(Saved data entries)
* * * *
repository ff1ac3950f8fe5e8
use crate::domain::account::{Account, AccountId, Role};
use crate::domain::operation::OperationType;
use crate::error::{EngineError, Result};
use rust_decimal::Decimal;
use serde::{Deserialize, Serialize};
use std::collections::HashSet;
use std::io::Read;

/// An account plus its opening balance. The balance becomes an
/// `initial_credit` ledger entry at bootstrap, never a stored field.
#[derive(Debug, Serialize, Deserialize, PartialEq, Clone)]
pub struct AccountSeed {
    pub id: AccountId,
    pub name: String,
    pub role: Role,
    pub agency_id: String,
    #[serde(default)]
    pub opening_balance: Decimal,
}

impl AccountSeed {
    pub fn account(&self) -> Account {
        Account {
            id: self.id.clone(),
            name: self.name.clone(),
            role: self.role,
            agency_id: self.agency_id.clone(),
        }
    }
}

/// Thresholds for the validation queue's urgency counter.
#[derive(Debug, Serialize, Deserialize, PartialEq, Clone)]
pub struct QueueConfig {
    pub urgent_amount: Decimal,
    pub urgent_age_hours: i64,
}

impl Default for QueueConfig {
    fn default() -> Self {
        Self {
            urgent_amount: Decimal::from(100_000),
            urgent_age_hours: 24,
        }
    }
}

#[derive(Debug, Serialize, Deserialize, PartialEq, Clone)]
pub struct EngineConfig {
    pub accounts: Vec<AccountSeed>,
    pub operation_types: Vec<OperationType>,
    #[serde(default)]
    pub queue: QueueConfig,
}

impl EngineConfig {
    pub fn from_reader(reader: impl Read) -> Result<Self> {
        let config: Self = serde_json::from_reader(reader)?;
        config.validate()?;
        Ok(config)
    }

    /// Configuration-level validation, run before the engine boots: unique
    /// ids and codes, non-negative opening balances, and every commission
    /// rule checked for overlaps and missing fields.
    pub fn validate(&self) -> Result<()> {
        let mut ids = HashSet::new();
        for seed in &self.accounts {
            if !ids.insert(&seed.id) {
                return Err(EngineError::Validation(format!(
                    "duplicate account id {}",
                    seed.id
                )));
            }
            if seed.opening_balance < Decimal::ZERO {
                return Err(EngineError::Validation(format!(
                    "account {} has a negative opening balance",
                    seed.id
                )));
            }
        }

        let mut codes = HashSet::new();
        for ty in &self.operation_types {
            if !codes.insert(&ty.code) {
                return Err(EngineError::Validation(format!(
                    "duplicate operation type code '{}'",
                    ty.code
                )));
            }
            if let Some(rule) = &ty.commission_rule {
                rule.validate()?;
            }
        }

        if self.queue.urgent_age_hours <= 0 {
            return Err(EngineError::Validation(
                "queue.urgent_age_hours must be positive".to_string(),
            ));
        }
        Ok(())
    }
}

#[cfg(test)]
mod tests {
    use super::*;
    use crate::domain::commission::RuleKind;
    use rust_decimal_macros::dec;

    const SAMPLE: &str = r#"{
        "accounts": [
            {"id": "A1", "name": "Agent One", "role": "agent", "agency_id": "AG1", "opening_balance": "5000"},
            {"id": "C1", "name": "Chef One", "role": "chef", "agency_id": "AG1"}
        ],
        "operation_types": [
            {
                "code": "transfer",
                "name": "Money transfer",
                "impacts_balance": true,
                "min_amount": "10",
                "max_amount": null,
                "commission_rule": {
                    "commission_type": "tiered",
                    "tiers": [
                        {"min_amount": "0", "max_amount": "1000", "fixed_amount": "50", "percentage_rate": null},
                        {"min_amount": "1000", "max_amount": null, "fixed_amount": null, "percentage_rate": "0.02"}
                    ],
                    "min_amount": null,
                    "max_amount": null,
                    "chef_share_rate": "0.3"
                }
            }
        ],
        "queue": {"urgent_amount": "50000", "urgent_age_hours": 12}
    }"#;

    #[test]
    fn test_parse_and_validate_sample() {
        let config = EngineConfig::from_reader(SAMPLE.as_bytes()).unwrap();
        assert_eq!(config.accounts.len(), 2);
        assert_eq!(config.accounts[0].opening_balance, dec!(5000));
        assert_eq!(config.accounts[1].opening_balance, dec!(0));
        assert_eq!(config.queue.urgent_amount, dec!(50000));

        let rule = config.operation_types[0].commission_rule.as_ref().unwrap();
        assert!(rule.is_active);
        match &rule.kind {
            RuleKind::Tiered { tiers } => {
                assert_eq!(tiers.len(), 2);
                assert_eq!(tiers[0].fixed_amount, Some(dec!(50)));
                assert_eq!(tiers[1].percentage_rate, Some(dec!(0.02)));
            }
            other => panic!("expected tiered rule, got {other:?}"),
        }
    }

    #[test]
    fn test_config_round_trip_preserves_tiers() {
        let config = EngineConfig::from_reader(SAMPLE.as_bytes()).unwrap();
        let json = serde_json::to_string(&config).unwrap();
        let back = EngineConfig::from_reader(json.as_bytes()).unwrap();
        assert_eq!(back.operation_types, config.operation_types);
    }

    #[test]
    fn test_duplicate_account_id_rejected() {
        let mut config = EngineConfig::from_reader(SAMPLE.as_bytes()).unwrap();
        let duplicate = config.accounts[0].clone();
        config.accounts.push(duplicate);
        assert!(config.validate().is_err());
    }

    #[test]
    fn test_overlapping_tiers_rejected_at_config_time() {
        let mut config = EngineConfig::from_reader(SAMPLE.as_bytes()).unwrap();
        let rule = config.operation_types[0].commission_rule.as_mut().unwrap();
        if let RuleKind::Tiered { tiers } = &mut rule.kind {
            tiers[0].max_amount = Some(dec!(2000));
        }
        assert!(matches!(
            config.validate(),
            Err(EngineError::OverlappingTiers(_))
        ));
    }
}
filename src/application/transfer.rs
use crate::domain::account::LedgerEntry;
use crate::domain::ports::{AccountStoreRef, LedgerStoreRef, TransferInstruction};
use crate::error::{EngineError, Result};
use rust_decimal::Decimal;

/// Applies a batch of ledger mutations as a single all-or-nothing unit.
///
/// The executor validates the batch shape (non-empty, non-zero amounts,
/// known accounts) and delegates the commit to the ledger store, whose
/// `append_batch` contract guarantees atomicity and per-account
/// serialization. A partial application is never observable: either every
/// instruction lands or the ledger is untouched.
pub struct TransferExecutor {
    accounts: AccountStoreRef,
    ledger: LedgerStoreRef,
}

impl TransferExecutor {
    pub fn new(accounts: AccountStoreRef, ledger: LedgerStoreRef) -> Self {
        Self { accounts, ledger }
    }

    /// Sum of signed amounts; zero for an internal transfer.
    pub fn net(batch: &[TransferInstruction]) -> Decimal {
        batch.iter().map(|instruction| instruction.amount).sum()
    }

    pub async fn execute(&self, batch: Vec<TransferInstruction>) -> Result<Vec<LedgerEntry>> {
        if batch.is_empty() {
            return Err(EngineError::Validation(
                "transfer batch is empty".to_string(),
            ));
        }
        for instruction in &batch {
            if instruction.amount.is_zero() {
                return Err(EngineError::Validation(format!(
                    "zero-amount transfer for account {}",
                    instruction.account_id
                )));
            }
            if self.accounts.get(&instruction.account_id).await?.is_none() {
                return Err(EngineError::NotFound {
                    entity: "account",
                    id: instruction.account_id.to_string(),
                });
            }
        }

        let net = Self::net(&batch);
        match self.ledger.append_batch(batch).await {
            Ok(entries) => {
                tracing::info!(entries = entries.len(), %net, "transfer batch committed");
                Ok(entries)
            }
            Err(err) => {
                tracing::warn!(error = %err, "transfer batch refused");
                Err(err)
            }
        }
    }
}
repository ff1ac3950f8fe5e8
pub mod in_memory;
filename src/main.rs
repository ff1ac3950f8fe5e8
use agentpay::application::engine::{Decision, RechargeAction, ValidationEngine};
use agentpay::config::EngineConfig;
use agentpay::domain::operation::{OperationData, RechargePriority};
use agentpay::domain::ports::{
    AccountStoreRef, LedgerStoreRef, OperationStoreRef, RechargeStoreRef,
};
use agentpay::error::{EngineError, Result as EngineResult};
use agentpay::infrastructure::in_memory::{
    InMemoryAccountStore, InMemoryLedgerStore, InMemoryOperationStore, InMemoryRechargeStore,
};
use agentpay::interfaces::csv::balance_writer::BalanceWriter;
use agentpay::interfaces::csv::journal_reader::{JournalAction, JournalReader, JournalRecord};
use clap::Parser;
use miette::{IntoDiagnostic, Result};
use std::fs::File;
use std::io;
use std::path::PathBuf;
use std::sync::Arc;

#[derive(Parser)]
#[command(author, version, about, long_about = None)]
struct Cli {
    /// Journal CSV to replay (action, actor, reference, type, amount)
    journal: PathBuf,

    /// Engine configuration (accounts, operation types, queue thresholds)
    #[arg(long)]
    config: PathBuf,

    /// Print queue stats for this reviewer to stderr after the replay
    #[arg(long)]
    stats: Option<String>,
}

async fn apply(engine: &ValidationEngine, record: JournalRecord) -> EngineResult<()> {
    let actor = record.actor.as_str().into();
    match record.action {
        JournalAction::Submit => {
            let type_code = record
                .r#type
                .ok_or_else(|| EngineError::MissingField("type".to_string()))?;
            let amount = record
                .amount
                .ok_or_else(|| EngineError::MissingField("amount".to_string()))?;
            engine
                .create_operation(
                    actor,
                    &type_code,
                    &record.reference,
                    amount,
                    OperationData::new(),
                )
                .await?;
        }
        JournalAction::Assign => {
            let operation = engine.operation_by_reference(&record.reference).await?;
            engine.assign_operation(operation.id, actor).await?;
        }
        JournalAction::Release => {
            let operation = engine.operation_by_reference(&record.reference).await?;
            engine.release_operation(operation.id).await?;
        }
        JournalAction::Approve => {
            let operation = engine.operation_by_reference(&record.reference).await?;
            engine
                .decide_operation(operation.id, actor, Decision::Approve, None)
                .await?;
        }
        JournalAction::Reject => {
            let operation = engine.operation_by_reference(&record.reference).await?;
            engine
                .decide_operation(operation.id, actor, Decision::Reject, None)
                .await?;
        }
        JournalAction::RechargeRequest => {
            let amount = record
                .amount
                .ok_or_else(|| EngineError::MissingField("amount".to_string()))?;
            engine
                .create_recharge_request(
                    actor,
                    &record.reference,
                    amount,
                    RechargePriority::Normal,
                )
                .await?;
        }
        JournalAction::RechargeApprove => {
            let request = engine.recharge_by_reference(&record.reference).await?;
            engine
                .resolve_recharge(
                    request.id,
                    actor,
                    RechargeAction::Approve,
                    record.amount,
                    None,
                )
                .await?;
        }
        JournalAction::RechargeReject => {
            let request = engine.recharge_by_reference(&record.reference).await?;
            engine
                .resolve_recharge(request.id, actor, RechargeAction::Reject, None, None)
                .await?;
        }
    }
    Ok(())
}

#[tokio::main]
async fn main() -> Result<()> {
    tracing_subscriber::fmt()
        .with_env_filter(tracing_subscriber::EnvFilter::from_default_env())
        .with_writer(io::stderr)
        .init();

    let cli = Cli::parse();

    let config_file = File::open(&cli.config).into_diagnostic()?;
    let config = EngineConfig::from_reader(config_file).into_diagnostic()?;

    let accounts: AccountStoreRef = Arc::new(InMemoryAccountStore::new());
    let ledger: LedgerStoreRef = Arc::new(InMemoryLedgerStore::new());
    let operations: OperationStoreRef = Arc::new(InMemoryOperationStore::new());
    let recharges: RechargeStoreRef = Arc::new(InMemoryRechargeStore::new());
    let engine = ValidationEngine::bootstrap(
        config,
        accounts,
        ledger.clone(),
        operations,
        recharges,
    )
    .await
    .into_diagnostic()?;

    let journal = File::open(&cli.journal).into_diagnostic()?;
    for record in JournalReader::new(journal).records() {
        match record {
            Ok(record) => {
                if let Err(e) = apply(&engine, record).await {
                    eprintln!("Error applying journal record: {e}");
                }
            }
            Err(e) => eprintln!("Error reading journal record: {e}"),
        }
    }

    if let Some(reviewer) = cli.stats {
        let stats = engine
            .queue_service()
            .stats(&reviewer.as_str().into())
            .await
            .into_diagnostic()?;
        let json = serde_json::to_string(&stats).into_diagnostic()?;
        eprintln!("{json}");
    }

    let all_accounts = engine.accounts().await.into_diagnostic()?;
    let stdout = io::stdout();
    let mut writer = BalanceWriter::new(stdout.lock());
    writer
        .write_balances(&all_accounts, &ledger)
        .await
        .into_diagnostic()?;

    Ok(())
}
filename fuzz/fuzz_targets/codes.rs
#![no_main]

use libfuzzer_sys::fuzz_target;
use rice_codes::fuzz::codes::*;

fuzz_target!(|data: FuzzCase| harness(data));
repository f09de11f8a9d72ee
/*
 * SPDX-FileCopyrightText: 2026 The rice-codes contributors
 *
 * SPDX-License-Identifier: Apache-2.0 OR LGPL-2.1-or-later
 */

/*!

Implementations of bit strings and of the bit streams over them.

A [`BitString`] is the encoded form of a value. To decode it, codes read from
a [`BitStringReader`], which implements [`BitRead`](crate::traits::BitRead)
over a slice of bits; to encode, codes write to a [`BitStringWriter`], which
implements [`BitWrite`](crate::traits::BitWrite) and yields a [`BitString`].

*/

mod bit_string;
pub use bit_string::*;

mod bit_reader;
pub use bit_reader::BitStringReader;

mod bit_writer;
pub use bit_writer::BitStringWriter;
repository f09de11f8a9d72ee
/*
 * SPDX-FileCopyrightText: 2026 The rice-codes contributors
 *
 * SPDX-License-Identifier: Apache-2.0 OR LGPL-2.1-or-later
 */

/// Bijective mapping from signed integers to natural numbers.
///
/// The mapping sends 0, −1, 1, −2, 2, … to 0, 1, 2, 3, 4, …, that is, *x* ≥ 0
/// to 2*x* and *x* < 0 to −2*x* − 1.
pub trait ToNat {
    type Nat;
    fn to_nat(self) -> Self::Nat;
}

/// Inverse of [`ToNat`].
pub trait ToInt {
    type Int;
    fn to_int(self) -> Self::Int;
}

macro_rules! impl_zigzag {
    ($($int:ty => $nat:ty),*) => {$(
        impl ToNat for $int {
            type Nat = $nat;
            #[inline(always)]
            fn to_nat(self) -> $nat {
                ((self << 1) ^ (self >> (<$int>::BITS - 1))) as $nat
            }
        }

        impl ToInt for $nat {
            type Int = $int;
            #[inline(always)]
            fn to_int(self) -> $int {
                ((self >> 1) as $int) ^ -((self & 1) as $int)
            }
        }
    )*};
}

impl_zigzag!(i8 => u8, i16 => u16, i32 => u32, i64 => u64, i128 => u128, isize => usize);

#[cfg(test)]
mod tests {
    use super::*;

    #[test]
    fn test_small_values() {
        let nats: [u64; 7] = [0, -1, 1, -2, 2, -3, 3].map(|x: i64| x.to_nat());
        assert_eq!(nats, [0, 1, 2, 3, 4, 5, 6]);
        assert_eq!(i64::MIN.to_nat(), u64::MAX);
        assert_eq!(i64::MAX.to_nat(), u64::MAX - 1);
        assert_eq!(u64::MAX.to_int(), i64::MIN);
    }
}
* * * *
To do
All lines above holding the word "BalanceWriter" make up the answer; copy each one.

Answer below
use agentpay::interfaces::csv::balance_writer::BalanceWriter;
    let mut writer = BalanceWriter::new(stdout.lock());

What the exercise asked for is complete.